Try it: Reproduce the records starting at the line that contains "return Some(timestamp.with_timezone(&Utc));" and running to the last line, exactly and in full.

Material provided:
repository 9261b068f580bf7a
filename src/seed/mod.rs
pub mod data;

pub use data::*;
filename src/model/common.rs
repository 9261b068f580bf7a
use chrono::{DateTime, NaiveDate, Utc};
use serde::{Deserialize, Deserializer, Serialize};
use uuid::Uuid;

pub type Id = String;

pub fn generate_id() -> Id {
    Uuid::new_v4().to_string()
}

/// Postal address shared by people and cantons. Every field is mandatory.
#[derive(Debug, Clone, PartialEq, Serialize, Deserialize)]
#[serde(rename_all = "camelCase")]
pub struct Address {
    pub post_code: u32,
    pub city: String,
    pub street_name: String,
    pub street_number: u32,
}

/// Parse a calendar date (`2021-02-21`, read as midnight UTC) or a full RFC 3339 timestamp.
pub fn parse_date(value: &str) -> Option<DateTime<Utc>> {
    let value = value.trim();
    if let Ok(timestamp) = DateTime::parse_from_rfc3339(value) {
        return Some(timestamp.with_timezone(&Utc));
    }
    NaiveDate::parse_from_str(value, "%Y-%m-%d")
        .ok()
        .and_then(|date| date.and_hms_opt(0, 0, 0))
        .map(|naive| naive.and_utc())
}

/// Serde adapter accepting the same inputs as [`parse_date`].
pub fn deserialize_date<'de, D>(deserializer: D) -> Result<DateTime<Utc>, D::Error>
where
    D: Deserializer<'de>,
{
    let raw = String::deserialize(deserializer)?;
    parse_date(&raw).ok_or_else(|| serde::de::Error::custom(format!("invalid date: {}", raw)))
}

Result of the exercise:
        return Some(timestamp.with_timezone(&Utc));
    }
    NaiveDate::parse_from_str(value, "%Y-%m-%d")
        .ok()
        .and_then(|date| date.and_hms_opt(0, 0, 0))
        .map(|naive| naive.and_utc())
}

/// Serde adapter accepting the same inputs as [`parse_date`].
pub fn deserialize_date<'de, D>(deserializer: D) -> Result<DateTime<Utc>, D::Error>
where
    D: Deserializer<'de>,
{
    let raw = String::deserialize(deserializer)?;
    parse_date(&raw).ok_or_else(|| serde::de::Error::custom(format!("invalid date: {}", raw)))
}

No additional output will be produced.